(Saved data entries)
[Start of Attachment]

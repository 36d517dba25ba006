//! Load
//! ---
//!
//! This defines the methods to load the evaluation config
extern crate ir_core;
extern crate serde_json;
extern crate thiserror;

use std::fs;
use std::io;

use self::ir_core::Evaluator;
use self::thiserror::Error;

use crate::evaluators::parameters::*;
use crate::evaluators::EvaluatorParameters;
use crate::metrics::{DiscountFunction, GainFunction};

#[derive(Deserialize, Debug)]
/// Evaluation config: the evaluators to report, in order
pub struct EvaluationConfig {
    /// Parameters of each evaluator
    pub evaluators: Vec<EvaluatorParameters>,
}

/// Failures while reading the evaluation config
#[derive(Error, Debug)]
pub enum ConfigError {
    /// The config file could not be read
    #[error("error reading config file: {0}")]
    Io(#[from] io::Error),

    /// The config is not well-formatted
    #[error("evaluation config JSON was not well-formatted: {0}")]
    Json(#[from] serde_json::Error),
}

/// Builds the evaluators described by the config
pub fn create_evaluators(config: &EvaluationConfig) -> Vec<Box<dyn Evaluator>> {
    config.evaluators.iter().map(|params| params.into()).collect()
}

/// Parses an evaluation config
pub fn parse_config(contents: &str) -> Result<Vec<Box<dyn Evaluator>>, ConfigError> {
    let config: EvaluationConfig = serde_json::from_str(contents)?;
    Ok(create_evaluators(&config))
}

/// Reads an evaluation config from a file
pub fn read_config(fname: &str) -> Result<Vec<Box<dyn Evaluator>>, ConfigError> {
    let file_contents = fs::read_to_string(fname)?;
    parse_config(&file_contents)
}

/// Evaluators used when no config is given, close to the trec_eval summary
pub fn default_evaluators() -> Vec<Box<dyn Evaluator>> {
    let binary = |k: Option<usize>| BinaryParameters { k, min_score: 1.0 };
    let ndcg = |k: Option<usize>| DiscountedGainParameters {
        k,
        gain: GainFunction::Linear,
        discount: DiscountFunction::default(),
    };
    let threshold = ThresholdParameters { min_score: 1.0 };

    let config = EvaluationConfig {
        evaluators: vec![
            EvaluatorParameters::AveragePrecision(binary(None)),
            EvaluatorParameters::RPrecision(threshold.clone()),
            EvaluatorParameters::ReciprocalRank(threshold),
            EvaluatorParameters::Precision(binary(Some(5))),
            EvaluatorParameters::Precision(binary(Some(10))),
            EvaluatorParameters::Precision(binary(Some(20))),
            EvaluatorParameters::Recall(binary(Some(100))),
            EvaluatorParameters::NDCG(ndcg(None)),
            EvaluatorParameters::NDCG(ndcg(Some(10))),
            EvaluatorParameters::QMeasure(QMeasureParameters {
                k: None,
                beta: 1.0,
                gain: GainFunction::Linear,
            }),
        ],
    };
    create_evaluators(&config)
}

#[cfg(test)]
mod tests {
    extern crate tempfile;

    use super::*;
    use std::io::Write;

    #[test]
    fn test_parse_config() {
        let config = r#"{
            "evaluators": [
                { "Precision": { "k": 10 } },
                { "RPrecision": {} },
                { "FMeasure": { "k": 5, "min_score": 2.0, "beta": 0.5 } },
                { "InterpolatedPrecision": { "recall": 0.3 } },
                { "NDCG": { "k": 20, "gain": { "Exponential": 2.0 }, "discount": { "Original": 2.0 } } },
                { "DCG": {} },
                { "NormalizedAverageGain": { "max_score": 3.0 } },
                { "RBP": { "max_score": 3.0, "persistence": 0.8 } },
                { "ERR": { "k": 20, "max_score": 4.0 } },
                { "NERR": { "max_score": 4.0, "gain": "Linear" } },
                { "QMeasure": { "beta": 0.5 } },
                { "ADR": { "k": 10 } }
            ]
        }"#;
        let evaluators = parse_config(config).unwrap();
        let names: Vec<String> = evaluators.iter().map(|e| e.short_name()).collect();
        assert_eq!(
            names,
            vec!["P@10", "RP", "F@5", "iPR@0.3", "nDCG@20", "DCG", "nAG", "RBP", "ERR@20", "nERR", "Q", "ADR@10"]
        );
    }

    #[test]
    fn test_parameter_defaults() {
        let config: EvaluationConfig = serde_json::from_str(
            r#"{ "evaluators": [ { "ERR": { "max_score": 4.0 } }, { "DCG": { "k": 3 } }, { "Recall": {} } ] }"#,
        )
        .unwrap();
        match config.evaluators[0] {
            EvaluatorParameters::ERR(ref p) => {
                assert_eq!(p.gain, GainFunction::Exponential(2.0));
                assert_eq!(p.k, None);
            }
            ref other => panic!("unexpected parameters {:?}", other),
        }
        match config.evaluators[1] {
            EvaluatorParameters::DCG(ref p) => {
                assert_eq!(p.gain, GainFunction::Linear);
                assert_eq!(p.discount, DiscountFunction::Logarithmic(2.0));
            }
            ref other => panic!("unexpected parameters {:?}", other),
        }
        match config.evaluators[2] {
            EvaluatorParameters::Recall(ref p) => assert_eq!(p.min_score, 1.0),
            ref other => panic!("unexpected parameters {:?}", other),
        }
    }

    #[test]
    fn test_bad_config() {
        assert!(matches!(
            parse_config(r#"{ "evaluators": [ { "Unknown": {} } ] }"#),
            Err(ConfigError::Json(_))
        ));
        assert!(matches!(
            read_config("/does/not/exist.json"),
            Err(ConfigError::Io(_))
        ));
    }

    #[test]
    fn test_read_config() {
        let mut file = tempfile::NamedTempFile::new().unwrap();
        write!(file, r#"{{ "evaluators": [ {{ "AveragePrecision": {{ "k": 1000 }} }} ] }}"#).unwrap();
        let path = file.path().to_str().unwrap().to_string();
        let evaluators = read_config(&path).unwrap();
        assert_eq!(evaluators.len(), 1);
        assert_eq!(evaluators[0].full_name(), "Average Precision at 1000");
    }

    #[test]
    fn test_default_evaluators() {
        let names: Vec<String> = default_evaluators().iter().map(|e| e.short_name()).collect();
        assert_eq!(
            names,
            vec!["AP", "RP", "RR", "P@5", "P@10", "P@20", "R@100", "nDCG", "nDCG@10", "Q"]
        );
    }
}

[End of Attachment]

* _Problem_
For the word "well", please say how many lines in the entries hold it, with only the number as the reply.

* _Solution for this problem_
2